What you need to do - Find the lines below that contain the string "fails". Copy each one.

Saved data entries
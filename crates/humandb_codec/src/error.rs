//! Error types for the codec crate.

use thiserror::Error;

/// Result type for codec operations.
pub type CodecResult<T> = Result<T, CodecError>;

/// Errors that can occur during encoding or decoding.
#[derive(Error, Debug, Clone, PartialEq, Eq)]
pub enum CodecError {
    /// Failed to encode value to CBOR.
    #[error("encoding failed: {message}")]
    EncodingFailed {
        /// Description of the encoding error.
        message: String,
    },

    /// Failed to decode CBOR bytes.
    #[error("decoding failed: {message}")]
    DecodingFailed {
        /// Description of the decoding error.
        message: String,
    },

    /// NaN values are forbidden.
    #[error("NaN values are forbidden")]
    NaNForbidden,

    /// Indefinite-length items are forbidden.
    #[error("indefinite-length items are forbidden")]
    IndefiniteLengthForbidden,

    /// Invalid UTF-8 string.
    #[error("invalid UTF-8 string")]
    InvalidUtf8,

    /// Unexpected end of input.
    #[error("unexpected end of input")]
    UnexpectedEof,

    /// Bytes were left over after a complete value.
    #[error("{count} trailing bytes after value")]
    TrailingBytes {
        /// Number of bytes that were not consumed.
        count: usize,
    },

    /// Invalid CBOR structure.
    #[error("invalid CBOR structure: {message}")]
    InvalidStructure {
        /// Description of the structural error.
        message: String,
    },

    /// Unsupported CBOR type.
    #[error("unsupported CBOR type: {type_name}")]
    UnsupportedType {
        /// Name of the unsupported type.
        type_name: String,
    },

    /// A length header claims more than the decoder allows.
    #[error("size limit exceeded: claimed {claimed}, max {max_allowed}")]
    SizeLimitExceeded {
        /// Length claimed by the header.
        claimed: u64,
        /// Maximum accepted length.
        max_allowed: u64,
    },

    /// Integer overflow during decoding.
    #[error("integer overflow")]
    IntegerOverflow,
}

impl CodecError {
    /// Create an encoding failed error.
    pub fn encoding_failed(message: impl Into<String>) -> Self {
        Self::EncodingFailed {
            message: message.into(),
        }
    }

    /// Create a decoding failed error.
    pub fn decoding_failed(message: impl Into<String>) -> Self {
        Self::DecodingFailed {
            message: message.into(),
        }
    }

    /// Create an invalid structure error.
    pub fn invalid_structure(message: impl Into<String>) -> Self {
        Self::InvalidStructure {
            message: message.into(),
        }
    }

    /// Create an unsupported type error.
    pub fn unsupported_type(type_name: impl Into<String>) -> Self {
        Self::UnsupportedType {
            type_name: type_name.into(),
        }
    }

    /// Returns true if more input could turn this failure into a success.
    ///
    /// Stream readers use this to tell a partially received value apart
    /// from a malformed one.
    pub fn is_incomplete(&self) -> bool {
        matches!(self, CodecError::UnexpectedEof)
    }
}
//! Shared server state.

use humandb_core::CollectionStore;
use humandb_protocol::{CommandKind, CommandRegistry, Request, Response};
use parking_lot::Mutex;
use tracing::{debug, info};

use crate::commands::execute;
use crate::config::ServerConfig;
use crate::error::{ServerError, ServerResult};

/// What a connection does after a request was handled.
#[derive(Debug, Clone, PartialEq)]
pub enum Dispatch {
    /// Send this response and wait for the next request.
    Reply(Response),
    /// Close the connection without replying.
    Disconnect,
}

/// State shared by every connection task.
///
/// The store sits behind one lock that is held for the whole of a command,
/// so id generation and the insert that uses the id are atomic.
pub struct ServerContext {
    config: ServerConfig,
    registry: CommandRegistry,
    store: Mutex<CollectionStore>,
}

impl ServerContext {
    /// Creates a context around an existing store.
    pub fn new(config: ServerConfig, store: CollectionStore) -> Self {
        Self {
            config,
            registry: CommandRegistry::standard(),
            store: Mutex::new(store),
        }
    }

    /// Creates a context, loading the store from the configured snapshot.
    ///
    /// # Errors
    ///
    /// Returns an error if the snapshot exists but cannot be read.
    pub fn load(config: ServerConfig) -> ServerResult<Self> {
        let store = match &config.storage_path {
            Some(path) => CollectionStore::load(path)?,
            None => {
                info!("no storage file configured, starting with an empty collection");
                CollectionStore::new()
            }
        };
        Ok(Self::new(config, store))
    }

    /// Server configuration.
    pub fn config(&self) -> &ServerConfig {
        &self.config
    }

    /// Command registry.
    pub fn registry(&self) -> &CommandRegistry {
        &self.registry
    }

    /// Run `f` with the store locked.
    pub fn with_store<R>(&self, f: impl FnOnce(&CollectionStore) -> R) -> R {
        f(&*self.store.lock())
    }

    /// Resolve and run one request.
    pub fn dispatch(&self, mut request: Request) -> Dispatch {
        let Some(descriptor) = self.registry.lookup(&request.command) else {
            debug!(command = %request.command, "unknown command");
            return Dispatch::Reply(Response::message(format!(
                "Unknown command {:?}. Type \"help\" for the list of commands.",
                request.command
            )));
        };
        if descriptor.kind == CommandKind::Exit {
            return Dispatch::Disconnect;
        }

        let mut store = self.store.lock();
        if descriptor.shape.carries_record() {
            if let Some(record) = request.record.as_mut() {
                record.id = store.generate_id();
            }
        }
        debug!(
            command = descriptor.name,
            argument = ?request.argument,
            key = ?request.key,
            "executing command"
        );
        Dispatch::Reply(execute(descriptor.kind, request, &mut store, &self.registry))
    }

    /// Write the store to the configured snapshot file.
    ///
    /// Returns the number of saved entries.
    ///
    /// # Errors
    ///
    /// Returns [`ServerError::NoStoragePath`] if no file is configured, or
    /// the write error.
    pub fn save(&self) -> ServerResult<usize> {
        let path = self
            .config
            .storage_path
            .as_ref()
            .ok_or(ServerError::NoStoragePath)?;
        let snapshot = self.store.lock().clone();
        snapshot.save(path)?;
        Ok(snapshot.len())
    }
}

#[cfg(test)]
mod tests {
    use super::*;
    use humandb_testkit::{sample_entries, sample_record, TempSnapshot};

    fn reply(dispatch: Dispatch) -> Response {
        match dispatch {
            Dispatch::Reply(response) => response,
            Dispatch::Disconnect => panic!("unexpected disconnect"),
        }
    }

    #[test]
    fn unknown_command_gets_a_reply() {
        let ctx = ServerContext::new(ServerConfig::default(), CollectionStore::new());
        let response = reply(ctx.dispatch(Request::new("fly")));
        assert!(response.message.unwrap().starts_with("Unknown command \"fly\""));
    }

    #[test]
    fn exit_disconnects() {
        let ctx = ServerContext::new(ServerConfig::default(), CollectionStore::new());
        assert_eq!(ctx.dispatch(Request::new("EXIT")), Dispatch::Disconnect);
    }

    #[test]
    fn server_assigns_ids() {
        let ctx = ServerContext::new(ServerConfig::default(), CollectionStore::new());
        for key in 1..=3 {
            let request = Request::new("insert")
                .with_key(key)
                .with_record(sample_record(500, "client chose this"));
            reply(ctx.dispatch(request));
        }
        let ids: Vec<i32> = ctx.with_store(|s| s.iter().map(|(_, r)| r.id).collect());
        assert_eq!(ids, vec![1, 2, 3]);

        reply(ctx.dispatch(Request::new("remove_key").with_argument(1)));
        let request = Request::new("insert")
            .with_key(8)
            .with_record(sample_record(500, "reuses the gap"));
        let response = reply(ctx.dispatch(request));
        assert_eq!(
            response.message.as_deref(),
            Some("Record added to the collection with id 1.")
        );
    }

    #[test]
    fn save_requires_storage_path() {
        let ctx = ServerContext::new(ServerConfig::default(), CollectionStore::new());
        assert!(matches!(ctx.save(), Err(ServerError::NoStoragePath)));
    }

    #[test]
    fn load_and_save_roundtrip() {
        let snapshot = TempSnapshot::with_entries(&sample_entries(4));
        let config = ServerConfig::default().with_storage_path(snapshot.path());
        let ctx = ServerContext::load(config.clone()).unwrap();
        assert_eq!(ctx.with_store(CollectionStore::len), 4);

        reply(ctx.dispatch(Request::new("remove_key").with_argument(20)));
        assert_eq!(ctx.save().unwrap(), 3);
        let reloaded = ServerContext::load(config).unwrap();
        assert_eq!(reloaded.with_store(CollectionStore::len), 3);
    }

    #[test]
    fn separators_in_text_survive_save_and_reload() {
        let snapshot = TempSnapshot::empty();
        let config = ServerConfig::default().with_storage_path(snapshot.path());
        let ctx = ServerContext::load(config.clone()).unwrap();

        let mut record = sample_record(1, "Ann\tLee");
        record.soundtrack_name = "two\nlines".to_string();
        record.car.name = String::new();
        reply(ctx.dispatch(Request::new("insert").with_key(1).with_record(record)));
        assert_eq!(ctx.save().unwrap(), 1);

        let reloaded = ServerContext::load(config).unwrap();
        let stored = reloaded.with_store(|s| s.by_key(1).cloned()).unwrap();
        assert_eq!(stored.name, "Ann\tLee");
        assert_eq!(stored.soundtrack_name, "two\nlines");
        assert_eq!(stored.car.name, "");
    }

    #[test]
    fn missing_snapshot_starts_empty() {
        let snapshot = TempSnapshot::empty();
        let config = ServerConfig::default().with_storage_path(snapshot.path());
        let ctx = ServerContext::load(config).unwrap();
        assert_eq!(ctx.with_store(CollectionStore::len), 0);
    }
}
//! humandb CLI
//!
//! Runs the collection server or connects a shell to one.
//!
//! # Commands
//!
//! - `serve` - Serve the collection, with an operator console on stdin
//! - `connect` - Open an interactive shell to a server
//! - `version` - Show version information

mod commands;

use std::net::IpAddr;
use std::path::PathBuf;
use std::process::ExitCode;

use clap::{Parser, Subcommand};
use commands::CliResult;
use humandb_protocol::DEFAULT_PORT;
use tokio::runtime::{Builder, Runtime};
use tracing_subscriber::EnvFilter;

/// humandb collection server and client.
#[derive(Parser)]
#[command(name = "humandb")]
#[command(author, version, about, long_about = None)]
struct Cli {
    /// Enable verbose output
    #[arg(global = true, short, long)]
    verbose: bool,

    #[command(subcommand)]
    command: Commands,
}

#[derive(Subcommand)]
enum Commands {
    /// Serve the collection to shell clients
    Serve {
        /// Address to listen on
        #[arg(short, long, default_value = "127.0.0.1")]
        bind: IpAddr,

        /// Port to listen on
        #[arg(short, long, default_value_t = DEFAULT_PORT)]
        port: u16,

        /// Snapshot file loaded at startup and written by `save`
        #[arg(short, long, env = "STORAGE_FILE")]
        storage: Option<PathBuf>,

        /// Close connections idle for this many seconds
        #[arg(long)]
        idle_timeout: Option<u64>,
    },

    /// Connect an interactive shell to a server
    Connect {
        /// Server host
        #[arg(long, default_value = "127.0.0.1")]
        host: String,

        /// Server port
        #[arg(short, long, default_value_t = DEFAULT_PORT)]
        port: u16,
    },

    /// Show version information
    Version,
}

fn main() -> ExitCode {
    let cli = Cli::parse();

    let level = if cli.verbose { "debug" } else { "info" };
    let filter = EnvFilter::try_from_default_env().unwrap_or_else(|_| EnvFilter::new(level));
    tracing_subscriber::fmt()
        .with_env_filter(filter)
        .with_writer(std::io::stderr)
        .init();

    let runtime = match runtime_for(&cli.command) {
        Ok(runtime) => runtime,
        Err(err) => {
            eprintln!("error: cannot start async runtime: {err}");
            return ExitCode::FAILURE;
        }
    };

    match runtime.block_on(run(cli.command)) {
        Ok(()) => ExitCode::SUCCESS,
        Err(err) => {
            eprintln!("error: {err}");
            ExitCode::FAILURE
        }
    }
}

/// The shell handles one request at a time; only the server needs workers.
fn runtime_for(command: &Commands) -> std::io::Result<Runtime> {
    let mut builder = match command {
        Commands::Serve { .. } => Builder::new_multi_thread(),
        _ => Builder::new_current_thread(),
    };
    builder.enable_all().build()
}

async fn run(command: Commands) -> CliResult<()> {
    match command {
        Commands::Serve {
            bind,
            port,
            storage,
            idle_timeout,
        } => commands::serve::run(bind, port, storage, idle_timeout).await,
        Commands::Connect { host, port } => commands::connect::run(host, port).await,
        Commands::Version => {
            println!("humandb v{}", env!("CARGO_PKG_VERSION"));
            println!("default port {DEFAULT_PORT}");
            Ok(())
        }
    }
}
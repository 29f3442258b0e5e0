//! Envelope transport over a byte stream.
//!
//! Envelopes are written back to back with no framing. The receiver keeps
//! a growable buffer, tries to decode one CBOR item from its front, and
//! reads more bytes only when the codec reports the item is incomplete.

use bytes::{Buf, BytesMut};
use humandb_codec::from_cbor_prefix;
use tokio::io::{AsyncRead, AsyncReadExt, AsyncWrite, AsyncWriteExt};
use tracing::{debug, trace};

use crate::envelope::Envelope;
use crate::error::{ProtocolError, ProtocolResult};

/// Default number of bytes requested per read.
pub const DEFAULT_READ_CHUNK: usize = 8 * 1024;

/// Upper bound on bytes buffered for a single envelope.
pub const MAX_ENVELOPE_SIZE: usize = 32 * 1024 * 1024;

/// A bidirectional envelope stream.
#[derive(Debug)]
pub struct Channel<S> {
    stream: S,
    buffer: BytesMut,
    read_chunk: usize,
}

impl<S> Channel<S>
where
    S: AsyncRead + AsyncWrite + Unpin,
{
    /// Wrap a connected stream.
    pub fn new(stream: S) -> Self {
        Self::with_read_chunk(stream, DEFAULT_READ_CHUNK)
    }

    /// Wrap a stream, reading up to `read_chunk` bytes at a time.
    pub fn with_read_chunk(stream: S, read_chunk: usize) -> Self {
        let read_chunk = read_chunk.max(1);
        Self {
            stream,
            buffer: BytesMut::with_capacity(read_chunk),
            read_chunk,
        }
    }

    /// Encode and write one envelope, then flush.
    ///
    /// # Errors
    ///
    /// Returns [`ProtocolError::Codec`] if the envelope cannot be encoded
    /// (nothing is written) or [`ProtocolError::Io`] if the stream fails.
    pub async fn send<E: Envelope>(&mut self, envelope: &E) -> ProtocolResult<()> {
        let bytes = envelope.encode()?;
        self.stream.write_all(&bytes).await?;
        self.stream.flush().await?;
        trace!(kind = E::KIND, len = bytes.len(), "sent envelope");
        Ok(())
    }

    /// Wait for the next complete envelope.
    ///
    /// Bytes left over after the envelope stay buffered for the next call.
    ///
    /// # Errors
    ///
    /// - [`ProtocolError::Closed`] if the peer closes the stream, including
    ///   mid-envelope
    /// - [`ProtocolError::Io`] if a read fails
    /// - an envelope error ([`ProtocolError::is_envelope_error`]) if the
    ///   bytes are malformed; buffered bytes are skipped up to the next one
    ///   that can open an envelope, so an envelope that arrived behind the
    ///   bad bytes is still delivered. The boundary is a guess: a stray map
    ///   header inside the garbage can swallow the envelope after it.
    pub async fn receive<E: Envelope>(&mut self) -> ProtocolResult<E> {
        loop {
            if !self.buffer.is_empty() {
                match from_cbor_prefix(&self.buffer) {
                    Ok((value, consumed)) => {
                        self.buffer.advance(consumed);
                        trace!(kind = E::KIND, len = consumed, "received envelope");
                        return E::from_value(&value);
                    }
                    Err(err) if err.is_incomplete() => {}
                    Err(err) => {
                        let discarded = resync_offset(&self.buffer);
                        debug!(error = %err, discarded, "malformed envelope");
                        self.buffer.advance(discarded);
                        return Err(err.into());
                    }
                }
            }

            if self.buffer.len() >= MAX_ENVELOPE_SIZE {
                let discarded = self.buffer.len();
                self.buffer.clear();
                return Err(ProtocolError::decode(format!(
                    "envelope exceeds {MAX_ENVELOPE_SIZE} bytes ({discarded} buffered)"
                )));
            }

            self.buffer.reserve(self.read_chunk);
            let read = (&mut self.stream)
                .take(self.read_chunk as u64)
                .read_buf(&mut self.buffer)
                .await?;
            if read == 0 {
                return Err(ProtocolError::Closed);
            }
        }
    }

    /// Number of received bytes not yet consumed.
    pub fn buffered(&self) -> usize {
        self.buffer.len()
    }

    /// Borrow the underlying stream.
    pub fn get_ref(&self) -> &S {
        &self.stream
    }

    /// Unwrap the underlying stream, dropping buffered bytes.
    pub fn into_inner(self) -> S {
        self.stream
    }
}

/// Envelopes are definite-length maps with at most 23 entries.
fn opens_envelope(byte: u8) -> bool {
    (0xa0..=0xb7).contains(&byte)
}

/// Bytes to drop after a decode failure at the front of `buffer`: up to the
/// next byte that could open an envelope, or all of it.
fn resync_offset(buffer: &[u8]) -> usize {
    buffer
        .iter()
        .skip(1)
        .position(|b| opens_envelope(*b))
        .map_or(buffer.len(), |pos| pos + 1)
}
//! Benchmark inputs shared by the bench targets.

use humandb_protocol::{Request, Response};
use humandb_testkit::{sample_entries, sample_record};

/// An `insert` request carrying one full record.
pub fn insert_request(key: i32) -> Request {
    Request::new("insert")
        .with_key(key)
        .with_record(sample_record(key, "Benchmark"))
}

/// A `show` response listing `count` entries.
pub fn collection_response(count: usize) -> Response {
    Response::default().with_collection(sample_entries(count))
}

Answer -
    /// (nothing is written) or [`ProtocolError::Io`] if the stream fails.
    /// - [`ProtocolError::Io`] if a read fails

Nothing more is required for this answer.